Return to table of contents for Brian's unofficial solutions to Artin's Algebra

Miscellaneous Problems for Chapter 2

Problem 2.M.1 Suppose \(M\) is an invertible 2×2 integer matrix whose inverse is also an integer matrix. Then \(\det M\) and \(\det(M^{-1})\) are both integers. But they are also reciprocals of each other. This is only possible when \(\det M = \pm 1\). This condition is not only necessary but also sufficient—formula (1.1.17) for the inverse of a 2×2 matrix implies that whenever \(M\) is an integer matrix with determinant \(\pm 1\), \(M^{-1}\) will be an integer matrix too.

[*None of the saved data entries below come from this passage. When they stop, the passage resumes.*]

use crate::types::{Pole, TraitKey};
use thiserror::Error;

fn join_keys(keys: &[TraitKey]) -> String {
    keys.iter()
        .map(|k| k.as_str())
        .collect::<Vec<_>>()
        .join(", ")
}

#[derive(Debug, Error)]
pub enum PersonaError {
    #[error("unknown trait: {0}")]
    UnknownTrait(String),

    #[error("unknown trait category: {0}")]
    UnknownCategory(String),

    #[error("unknown archetype: {0}")]
    UnknownArchetype(String),

    #[error("unknown core value: {0}")]
    UnknownValue(String),

    #[error("unknown inspiration: {0}")]
    UnknownInspiration(String),

    #[error("invalid rating {rating} for {trait_key}/{pole}: must be 1-5")]
    InvalidRating {
        trait_key: TraitKey,
        pole: Pole,
        rating: u8,
    },

    #[error("invalid clarification value {value} for {trait_key}: must be 0-100")]
    InvalidClarification { trait_key: TraitKey, value: u8 },

    #[error("trait {0} is not flagged ambiguous")]
    NotAmbiguous(TraitKey),

    #[error("group '{0}' is incomplete: every statement needs a rating")]
    GroupIncomplete(String),

    #[error("assessment incomplete: {missing} of {total} traits unanswered")]
    AssessmentIncomplete { missing: usize, total: usize },

    #[error("clarification pending for: {}", join_keys(.0))]
    ClarificationPending(Vec<TraitKey>),

    #[error("invalid transition from {from}: {reason}")]
    InvalidTransition { from: String, reason: String },

    #[error("expected exactly {expected} core values, got {got}")]
    InvalidValueSelection { expected: usize, got: usize },

    #[error("expected {min}-{max} inspirations, got {got}")]
    InvalidInspirationSelection { min: usize, max: usize, got: usize },

    #[error("duplicate selection: {0}")]
    DuplicateSelection(String),

    #[error("invalid user id '{0}': must be lowercase alphanumeric with hyphens")]
    InvalidUserId(String),

    #[error("profile not found: {0}")]
    ProfileNotFound(String),

    #[error(transparent)]
    Io(#[from] std::io::Error),

    #[error(transparent)]
    Yaml(#[from] serde_yaml::Error),

    #[error(transparent)]
    Json(#[from] serde_json::Error),
}

pub type Result<T> = std::result::Result<T, PersonaError>;

#[cfg(test)]
mod tests {
    use super::*;

    #[test]
    fn clarification_pending_lists_keys() {
        let err = PersonaError::ClarificationPending(vec![
            TraitKey::IntrovertExtrovert,
            TraitKey::CautiousBold,
        ]);
        let msg = err.to_string();
        assert!(msg.contains("introvert_extrovert"));
        assert!(msg.contains("cautious_bold"));
    }

    #[test]
    fn invalid_rating_message() {
        let err = PersonaError::InvalidRating {
            trait_key: TraitKey::SteadyBurst,
            pole: Pole::Left,
            rating: 9,
        };
        assert_eq!(
            err.to_string(),
            "invalid rating 9 for steady_burst/left: must be 1-5"
        );
    }
}
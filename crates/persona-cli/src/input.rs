use anyhow::Context;
use persona_core::assessment::Assessment;
use persona_core::types::{Pole, TraitKey};
use serde::Deserialize;
use std::collections::BTreeMap;
use std::path::Path;
use std::str::FromStr;

// ---------------------------------------------------------------------------
// ResponsesFile
// ---------------------------------------------------------------------------

/// YAML input the onboarding driver consumes: one entry per trait key with
/// both agreement ratings, plus clarification slider values for traits the
/// resolver flags ambiguous, and the value/inspiration selections.
#[derive(Debug, Deserialize)]
#[serde(deny_unknown_fields)]
pub struct ResponsesFile {
    #[serde(default)]
    pub name: Option<String>,
    #[serde(default)]
    pub responses: BTreeMap<String, ResponseEntry>,
    #[serde(default)]
    pub clarifications: BTreeMap<String, u8>,
    #[serde(default)]
    pub values: Vec<String>,
    #[serde(default)]
    pub inspirations: Vec<String>,
    #[serde(default)]
    pub future_self: Option<String>,
}

#[derive(Debug, Deserialize)]
#[serde(deny_unknown_fields)]
pub struct ResponseEntry {
    #[serde(default)]
    pub left: u8,
    #[serde(default)]
    pub right: u8,
}

pub fn load(path: &Path) -> anyhow::Result<ResponsesFile> {
    let data = std::fs::read_to_string(path)
        .with_context(|| format!("failed to read {}", path.display()))?;
    let file: ResponsesFile =
        serde_yaml::from_str(&data).context("failed to parse responses file")?;
    Ok(file)
}

/// Replay a responses file into an assessment. Unknown trait keys,
/// out-of-range ratings, and clarifications for unambiguous traits all
/// surface as errors; a rating of 0 means "not yet answered" and is
/// skipped.
pub fn apply(file: &ResponsesFile, assessment: &mut Assessment) -> anyhow::Result<()> {
    for (key, entry) in &file.responses {
        let key = TraitKey::from_str(key)?;
        if entry.left > 0 {
            assessment.record_response(key, Pole::Left, entry.left)?;
        }
        if entry.right > 0 {
            assessment.record_response(key, Pole::Right, entry.right)?;
        }
    }
    for (key, value) in &file.clarifications {
        let key = TraitKey::from_str(key)?;
        assessment.record_clarification(key, *value)?;
    }
    Ok(())
}

// ---------------------------------------------------------------------------
// Tests
// ---------------------------------------------------------------------------
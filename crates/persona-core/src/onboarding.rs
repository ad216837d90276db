use crate::archetype;
use crate::assessment::Assessment;
use crate::error::Result;
use crate::paths;
use crate::record::OnboardingRecord;
use crate::values;
use crate::voice::{self, VoiceInputs};
use chrono::Utc;

// ---------------------------------------------------------------------------
// Onboarding
// ---------------------------------------------------------------------------

/// One user's onboarding session: the assessment plus the value and
/// inspiration selections and the optional future-self statement. Thin
/// sequencing only; all scoring lives in the resolver, blend engine, and
/// voice generator. Discarding an unfinished session is the cancellation
/// protocol; nothing is persisted until `finish` succeeds.
#[derive(Debug, Clone)]
pub struct Onboarding {
    user_id: String,
    display_name: Option<String>,
    assessment: Assessment,
    selected_value_ids: Vec<String>,
    selected_inspiration_ids: Vec<String>,
    future_self: Option<String>,
}

impl Onboarding {
    pub fn new(user_id: impl Into<String>) -> Result<Self> {
        let user_id = user_id.into();
        paths::validate_user_id(&user_id)?;
        Ok(Self {
            user_id,
            display_name: None,
            assessment: Assessment::new(),
            selected_value_ids: Vec::new(),
            selected_inspiration_ids: Vec::new(),
            future_self: None,
        })
    }

    pub fn user_id(&self) -> &str {
        &self.user_id
    }

    pub fn assessment(&self) -> &Assessment {
        &self.assessment
    }

    pub fn assessment_mut(&mut self) -> &mut Assessment {
        &mut self.assessment
    }

    pub fn set_display_name(&mut self, name: impl Into<String>) {
        self.display_name = Some(name.into());
    }

    /// Exactly 5 known, distinct value ids; rejected here, at the boundary.
    pub fn select_values(&mut self, ids: Vec<String>) -> Result<()> {
        values::validate_value_selection(&ids)?;
        self.selected_value_ids = ids;
        Ok(())
    }

    /// 5-10 known, distinct inspiration ids.
    pub fn select_inspirations(&mut self, ids: Vec<String>) -> Result<()> {
        values::validate_inspiration_selection(&ids)?;
        self.selected_inspiration_ids = ids;
        Ok(())
    }

    pub fn set_future_self(&mut self, text: impl Into<String>) {
        self.future_self = Some(text.into());
    }

    /// Run the full chain: resolve traits, blend archetypes, generate the
    /// voice profile, and stamp the finished record. Fails fast on any
    /// incomplete input; never produces a partial record.
    pub fn finish(&self) -> Result<OnboardingRecord> {
        let traits = self.assessment.resolve()?;
        let blend = archetype::blend(&traits);
        let voice_profile = voice::generate(&VoiceInputs {
            blend: &blend,
            display_name: self.display_name.as_deref(),
            value_ids: &self.selected_value_ids,
            inspiration_ids: &self.selected_inspiration_ids,
            future_self: self.future_self.as_deref(),
        })?;

        Ok(OnboardingRecord {
            user_id: self.user_id.clone(),
            traits,
            archetype_blend: blend,
            voice_profile,
            selected_value_ids: self.selected_value_ids.clone(),
            selected_inspiration_ids: self.selected_inspiration_ids.clone(),
            future_self: self.future_self.clone(),
            completed_at: Utc::now(),
        })
    }
}

// ---------------------------------------------------------------------------
// Tests
// ---------------------------------------------------------------------------
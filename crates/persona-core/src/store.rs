use crate::error::{PersonaError, Result};
use crate::paths;
use crate::record::OnboardingRecord;
use std::path::{Path, PathBuf};

// ---------------------------------------------------------------------------
// ProfileStore
// ---------------------------------------------------------------------------

/// Directory-rooted persistence for finished onboarding records, one YAML
/// file per user under `.persona/profiles/`. Accepts only fully-formed
/// records and writes them atomically; there is no partial-write path.
#[derive(Debug, Clone)]
pub struct ProfileStore {
    root: PathBuf,
}

impl ProfileStore {
    pub fn new(root: impl Into<PathBuf>) -> Self {
        Self { root: root.into() }
    }

    pub fn path_for(&self, user_id: &str) -> PathBuf {
        paths::profile_path(&self.root, user_id)
    }

    pub fn save(&self, record: &OnboardingRecord) -> Result<()> {
        paths::validate_user_id(&record.user_id)?;
        let data = serde_yaml::to_string(record)?;
        crate::io::atomic_write(&self.path_for(&record.user_id), data.as_bytes())
    }

    pub fn load(&self, user_id: &str) -> Result<OnboardingRecord> {
        paths::validate_user_id(user_id)?;
        let path = self.path_for(user_id);
        if !path.exists() {
            return Err(PersonaError::ProfileNotFound(user_id.to_string()));
        }
        let data = std::fs::read_to_string(&path)?;
        let record: OnboardingRecord = serde_yaml::from_str(&data)?;
        Ok(record)
    }

    pub fn exists(&self, user_id: &str) -> bool {
        self.path_for(user_id).exists()
    }

    /// User ids with a stored profile, sorted.
    pub fn list(&self) -> Result<Vec<String>> {
        let dir = paths::profiles_dir(&self.root);
        if !dir.exists() {
            return Ok(Vec::new());
        }
        let mut ids = Vec::new();
        for entry in std::fs::read_dir(&dir)? {
            let entry = entry?;
            let name = entry.file_name().to_string_lossy().into_owned();
            if let Some(id) = name.strip_suffix(".yaml") {
                ids.push(id.to_string());
            }
        }
        ids.sort();
        Ok(ids)
    }

    pub fn root(&self) -> &Path {
        &self.root
    }
}

// ---------------------------------------------------------------------------
// Tests
// ---------------------------------------------------------------------------

#[cfg(test)]
mod tests {
    use super::*;
    use crate::archetype;
    use crate::assessment::RawResponse;
    use crate::resolver;
    use crate::types::TraitKey;
    use crate::voice::{self, VoiceInputs};
    use std::collections::BTreeMap;
    use tempfile::TempDir;

    fn sample_record(user_id: &str) -> OnboardingRecord {
        let responses: BTreeMap<_, _> = TraitKey::all()
            .iter()
            .map(|k| (*k, RawResponse { left: 1, right: 5 }))
            .collect();
        let traits = resolver::resolve(&responses, &BTreeMap::new()).unwrap();
        let blend = archetype::blend(&traits);
        let value_ids: Vec<String> = ["curiosity", "family", "ambition", "health", "justice"]
            .iter()
            .map(|s| s.to_string())
            .collect();
        let inspiration_ids: Vec<String> = [
            "marie-curie",
            "ada-lovelace",
            "frida-kahlo",
            "nelson-mandela",
            "serena-williams",
        ]
        .iter()
        .map(|s| s.to_string())
        .collect();
        let voice_profile = voice::generate(&VoiceInputs {
            blend: &blend,
            display_name: None,
            value_ids: &value_ids,
            inspiration_ids: &inspiration_ids,
            future_self: None,
        })
        .unwrap();
        OnboardingRecord {
            user_id: user_id.to_string(),
            traits,
            archetype_blend: blend,
            voice_profile,
            selected_value_ids: value_ids,
            selected_inspiration_ids: inspiration_ids,
            future_self: Some("braver".to_string()),
            completed_at: "2026-08-01T12:00:00Z".parse().unwrap(),
        }
    }

    #[test]
    fn save_load_roundtrip() {
        let dir = TempDir::new().unwrap();
        let store = ProfileStore::new(dir.path());
        let record = sample_record("ada");
        store.save(&record).unwrap();

        assert!(store.exists("ada"));
        let loaded = store.load("ada").unwrap();
        assert_eq!(loaded, record);

        // re-serialization is byte-identical
        assert_eq!(
            serde_yaml::to_string(&loaded).unwrap(),
            serde_yaml::to_string(&record).unwrap()
        );
    }

    #[test]
    fn load_missing_profile() {
        let dir = TempDir::new().unwrap();
        let store = ProfileStore::new(dir.path());
        assert!(matches!(
            store.load("nobody"),
            Err(PersonaError::ProfileNotFound(_))
        ));
    }

    #[test]
    fn rejects_bad_user_id() {
        let dir = TempDir::new().unwrap();
        let store = ProfileStore::new(dir.path());
        let mut record = sample_record("ada");
        record.user_id = "../escape".to_string();
        assert!(matches!(
            store.save(&record),
            Err(PersonaError::InvalidUserId(_))
        ));
    }

    #[test]
    fn list_is_sorted() {
        let dir = TempDir::new().unwrap();
        let store = ProfileStore::new(dir.path());
        store.save(&sample_record("zoe")).unwrap();
        store.save(&sample_record("ada")).unwrap();
        assert_eq!(store.list().unwrap(), vec!["ada", "zoe"]);
    }
}
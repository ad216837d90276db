use serde::{Deserialize, Serialize};
use std::fmt;

// ---------------------------------------------------------------------------
// TraitKey
// ---------------------------------------------------------------------------

/// The closed set of bipolar personality dimensions. A score of 0 means
/// fully left-pole, 100 fully right-pole.
#[derive(Debug, Clone, Copy, PartialEq, Eq, Hash, PartialOrd, Ord, Serialize, Deserialize)]
#[serde(rename_all = "snake_case")]
pub enum TraitKey {
    IntrovertExtrovert,
    SteadyBurst,
    CalmIntense,
    IntuitiveAnalytical,
    CautiousBold,
    PragmaticIdealistic,
    StructuredFlexible,
    DetailBigPicture,
    DeepFocusMultitasker,
    PrivateExpressive,
    IndependentCollaborative,
    ListenerSpeaker,
    TraditionalInnovative,
    CompetitiveCooperative,
    RealisticVisionary,
}

impl TraitKey {
    pub fn all() -> &'static [TraitKey] {
        &[
            TraitKey::IntrovertExtrovert,
            TraitKey::SteadyBurst,
            TraitKey::CalmIntense,
            TraitKey::IntuitiveAnalytical,
            TraitKey::CautiousBold,
            TraitKey::PragmaticIdealistic,
            TraitKey::StructuredFlexible,
            TraitKey::DetailBigPicture,
            TraitKey::DeepFocusMultitasker,
            TraitKey::PrivateExpressive,
            TraitKey::IndependentCollaborative,
            TraitKey::ListenerSpeaker,
            TraitKey::TraditionalInnovative,
            TraitKey::CompetitiveCooperative,
            TraitKey::RealisticVisionary,
        ]
    }

    pub fn index(self) -> usize {
        self as usize
    }

    pub fn as_str(self) -> &'static str {
        match self {
            TraitKey::IntrovertExtrovert => "introvert_extrovert",
            TraitKey::SteadyBurst => "steady_burst",
            TraitKey::CalmIntense => "calm_intense",
            TraitKey::IntuitiveAnalytical => "intuitive_analytical",
            TraitKey::CautiousBold => "cautious_bold",
            TraitKey::PragmaticIdealistic => "pragmatic_idealistic",
            TraitKey::StructuredFlexible => "structured_flexible",
            TraitKey::DetailBigPicture => "detail_big_picture",
            TraitKey::DeepFocusMultitasker => "deep_focus_multitasker",
            TraitKey::PrivateExpressive => "private_expressive",
            TraitKey::IndependentCollaborative => "independent_collaborative",
            TraitKey::ListenerSpeaker => "listener_speaker",
            TraitKey::TraditionalInnovative => "traditional_innovative",
            TraitKey::CompetitiveCooperative => "competitive_cooperative",
            TraitKey::RealisticVisionary => "realistic_visionary",
        }
    }
}

impl fmt::Display for TraitKey {
    fn fmt(&self, f: &mut fmt::Formatter<'_>) -> fmt::Result {
        f.write_str(self.as_str())
    }
}

impl std::str::FromStr for TraitKey {
    type Err = crate::error::PersonaError;

    fn from_str(s: &str) -> Result<Self, Self::Err> {
        TraitKey::all()
            .iter()
            .find(|k| k.as_str() == s)
            .copied()
            .ok_or_else(|| crate::error::PersonaError::UnknownTrait(s.to_string()))
    }
}

// ---------------------------------------------------------------------------
// TraitCategory
// ---------------------------------------------------------------------------

/// Presentation grouping for trait dimensions. One statement group per
/// category, shown in this order.
#[derive(Debug, Clone, Copy, PartialEq, Eq, Hash, PartialOrd, Ord, Serialize, Deserialize)]
#[serde(rename_all = "snake_case")]
pub enum TraitCategory {
    Energy,
    Decision,
    Work,
    Social,
    Approach,
}

impl TraitCategory {
    pub fn all() -> &'static [TraitCategory] {
        &[
            TraitCategory::Energy,
            TraitCategory::Decision,
            TraitCategory::Work,
            TraitCategory::Social,
            TraitCategory::Approach,
        ]
    }

    pub fn as_str(self) -> &'static str {
        match self {
            TraitCategory::Energy => "energy",
            TraitCategory::Decision => "decision",
            TraitCategory::Work => "work",
            TraitCategory::Social => "social",
            TraitCategory::Approach => "approach",
        }
    }
}

impl fmt::Display for TraitCategory {
    fn fmt(&self, f: &mut fmt::Formatter<'_>) -> fmt::Result {
        f.write_str(self.as_str())
    }
}

impl std::str::FromStr for TraitCategory {
    type Err = crate::error::PersonaError;

    fn from_str(s: &str) -> Result<Self, Self::Err> {
        TraitCategory::all()
            .iter()
            .find(|c| c.as_str() == s)
            .copied()
            .ok_or_else(|| crate::error::PersonaError::UnknownCategory(s.to_string()))
    }
}

// ---------------------------------------------------------------------------
// Pole
// ---------------------------------------------------------------------------

/// Which end of a bipolar dimension a statement is phrased toward.
#[derive(Debug, Clone, Copy, PartialEq, Eq, Hash, Serialize, Deserialize)]
#[serde(rename_all = "snake_case")]
pub enum Pole {
    Left,
    Right,
}

impl Pole {
    pub fn as_str(self) -> &'static str {
        match self {
            Pole::Left => "left",
            Pole::Right => "right",
        }
    }
}

impl fmt::Display for Pole {
    fn fmt(&self, f: &mut fmt::Formatter<'_>) -> fmt::Result {
        f.write_str(self.as_str())
    }
}

// ---------------------------------------------------------------------------
// ArchetypeName
// ---------------------------------------------------------------------------

/// The closed set of reference archetypes. Definition order here is the
/// deterministic tie-break order of the blend engine: when two archetypes
/// score identically, the first-defined one ranks higher.
#[derive(Debug, Clone, Copy, PartialEq, Eq, Hash, PartialOrd, Ord, Serialize, Deserialize)]
#[serde(rename_all = "snake_case")]
pub enum ArchetypeName {
    Visionary,
    Strategist,
    Builder,
    Connector,
    Explorer,
    Sage,
}

impl ArchetypeName {
    pub fn all() -> &'static [ArchetypeName] {
        &[
            ArchetypeName::Visionary,
            ArchetypeName::Strategist,
            ArchetypeName::Builder,
            ArchetypeName::Connector,
            ArchetypeName::Explorer,
            ArchetypeName::Sage,
        ]
    }

    pub fn index(self) -> usize {
        self as usize
    }

    pub fn as_str(self) -> &'static str {
        match self {
            ArchetypeName::Visionary => "visionary",
            ArchetypeName::Strategist => "strategist",
            ArchetypeName::Builder => "builder",
            ArchetypeName::Connector => "connector",
            ArchetypeName::Explorer => "explorer",
            ArchetypeName::Sage => "sage",
        }
    }

    /// Capitalized form used in blend display names.
    pub fn display_name(self) -> &'static str {
        match self {
            ArchetypeName::Visionary => "Visionary",
            ArchetypeName::Strategist => "Strategist",
            ArchetypeName::Builder => "Builder",
            ArchetypeName::Connector => "Connector",
            ArchetypeName::Explorer => "Explorer",
            ArchetypeName::Sage => "Sage",
        }
    }
}

impl fmt::Display for ArchetypeName {
    fn fmt(&self, f: &mut fmt::Formatter<'_>) -> fmt::Result {
        f.write_str(self.as_str())
    }
}

impl std::str::FromStr for ArchetypeName {
    type Err = crate::error::PersonaError;

    fn from_str(s: &str) -> Result<Self, Self::Err> {
        ArchetypeName::all()
            .iter()
            .find(|a| a.as_str() == s)
            .copied()
            .ok_or_else(|| crate::error::PersonaError::UnknownArchetype(s.to_string()))
    }
}

// ---------------------------------------------------------------------------
// Tests
// ---------------------------------------------------------------------------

Now suppose \(a, c \in \mathbb{Z}\) with \(\gcd(a, c) = 1\). By Corollary 2.3.6, there always exist \(b, d \in \mathbb{Z}\) such that \(ad - bc = 1\), so \((a\ c)^t\) can occur as the first column of some integer matrix with an integer inverse matrix. Conversely, if \(a = c = 0\) then obviously a matrix with first column \((a\ c)^t\) is singular, and if \(\gcd(a, c) > 1\) then the determinant of any integer matrix with first column \((a\ c)^t\) will also be a multiple of that GCD. So the answer to the problem is precisely those \(a, c\) that are relatively prime.

Problem 2.M.2

  1. A group of even order can be partitioned into equivalence classes by the relation defined so that \(a \sim b\) iff \(a = b\) or \(a = b^{-1}\). Then the number of such equivalence classes of odd size must be even. The element 1 is in its own equivalence class, so there must be some other equivalence class of odd size. Obviously every equivalence class has size 1 or 2. So there is some element \(a \neq 1\) that is in an equivalence class containing only itself, that is, \(a = a^{-1}\). Therefore \(a\) has order 2.
  2. The argument used in the solution to Exercise 2.8.4 proves the existence of an element of order 3 (however, it cannot be used to prove the existence of an element of order 7).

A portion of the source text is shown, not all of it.